Paul Hudson    @twostraws   

Updated for Xcode 15

So far you’ve learned about two ways of collecting data in Swift: arrays and dictionaries. There is a third very common way to group data, called a set – they are similar to arrays, except you can’t add duplicate items, and they don’t store their items in a particular order.

Creating a set works much like creating an array: tell Swift what kind of data it will store, then go ahead and add things. There are two important differences, though, and they are best demonstrated using some code.

First, here’s how you would make a set of actor names:

let people = Set(["Denzel Washington", "Tom Cruise", "Nicolas Cage", "Samuel L Jackson"])

Notice how that actually creates an array first, then puts that array into the set? That’s intentional, and it’s the standard way of creating a set from fixed data. Remember, the set will automatically remove any duplicate values, and it won’t remember the exact order that was used in the array.

If you’re curious how the set has ordered the data, just try printing it out:

print(people)

You might see the names in the original order, but you might also get a completely different order – the set just doesn’t care what order its items come in.

The second important difference when adding items to a set is visible when you add items individually. Here’s the code:

var people = Set<String>()
people.insert("Denzel Washington")
people.insert("Tom Cruise")
people.insert("Nicolas Cage")
people.insert("Samuel L Jackson")

Notice how we’re using insert()? When we had an array of strings, we added items by calling append(), but that name doesn’t make sense here – we aren’t adding an item to the end of the set, because the set will store the items in whatever order it wants.

Now, you might think sets just sound like simplified arrays – after all, if you can’t have duplicates and you lose the order of your items, why not just use arrays? Well, both of those restrictions actually get turned into an advantage.

First, not storing duplicates is sometimes exactly what you want. There’s a reason I chose actors in the previous example: the Screen Actors Guild requires that all its members have a unique stage name to avoid confusion, which means that duplicates must never be allowed. For example, the actor Michael Keaton (Spider-Man Homecoming, Toy Story 3, Batman, and more) is actually named Michael Douglas, but because there was already a Michael Douglas in the guild (Avengers, Falling Down, Romancing the Stone, and more), he had to have a unique name.

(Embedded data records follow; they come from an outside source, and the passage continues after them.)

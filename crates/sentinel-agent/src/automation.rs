use std::collections::HashMap;

use chrono::{DateTime, Timelike, Utc};
use chrono_tz::Asia::Seoul;
use market_core::AutomationMode;
use tokio::sync::Mutex;

/// Per-symbol automation overrides layered over a global default. During the
/// configured KST sleep window the effective mode is forced to Auto so
/// signals are not left hanging on an operator who is asleep.
pub struct ModeBook {
    default_mode: AutomationMode,
    night_auto: bool,
    overrides: Mutex<HashMap<String, AutomationMode>>,
}

impl ModeBook {
    pub fn new(default_mode: AutomationMode, night_auto: bool) -> Self {
        Self {
            default_mode,
            night_auto,
            overrides: Mutex::new(HashMap::new()),
        }
    }

    pub async fn set(&self, symbol: &str, mode: AutomationMode) {
        self.overrides
            .lock()
            .await
            .insert(symbol.to_string(), mode);
    }

    pub async fn clear(&self, symbol: &str) {
        self.overrides.lock().await.remove(symbol);
    }

    /// Configured mode before the sleep-window override.
    pub async fn configured(&self, symbol: &str) -> AutomationMode {
        self.overrides
            .lock()
            .await
            .get(symbol)
            .copied()
            .unwrap_or(self.default_mode)
    }

    /// Mode actually in force at `now`.
    pub async fn effective(&self, symbol: &str, now: DateTime<Utc>) -> AutomationMode {
        if self.night_auto && is_korean_night(now) {
            return AutomationMode::Auto;
        }
        self.configured(symbol).await
    }
}

/// KST 23:30-07:30.
pub fn is_korean_night(now: DateTime<Utc>) -> bool {
    let kst = now.with_timezone(&Seoul);
    let minute_of_day = kst.hour() * 60 + kst.minute();
    minute_of_day >= 23 * 60 + 30 || minute_of_day < 7 * 60 + 30
}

Second, instead of storing your items in the exact order you specify, sets instead store them in a highly optimized order that makes it very fast to locate items. And the difference isn’t small: if you have an array of 1000 movie names and use something like contains() to check whether it contains “The Dark Knight” Swift needs to go through every item until it finds one that matches – that might mean checking all 1000 movie names before returning false, because The Dark Knight wasn’t in the array.

In comparison, calling contains() on a set runs so fast you’d struggle to measure it meaningfully. Heck, even if you had a million items in the set, or even 10 million items, it would still run instantly, whereas an array might take minutes or longer to do the same work.

Most of the time you’ll find yourself using arrays rather than sets, but sometimes – just sometimes – you’ll find that a set is exactly the right choice to solve a particular problem, and it will make otherwise slow code run in no time at all.

Tip: Alongside contains(), you’ll also find count to read the number of items in a set, and sorted() to return a sorted array containing the the set’s items.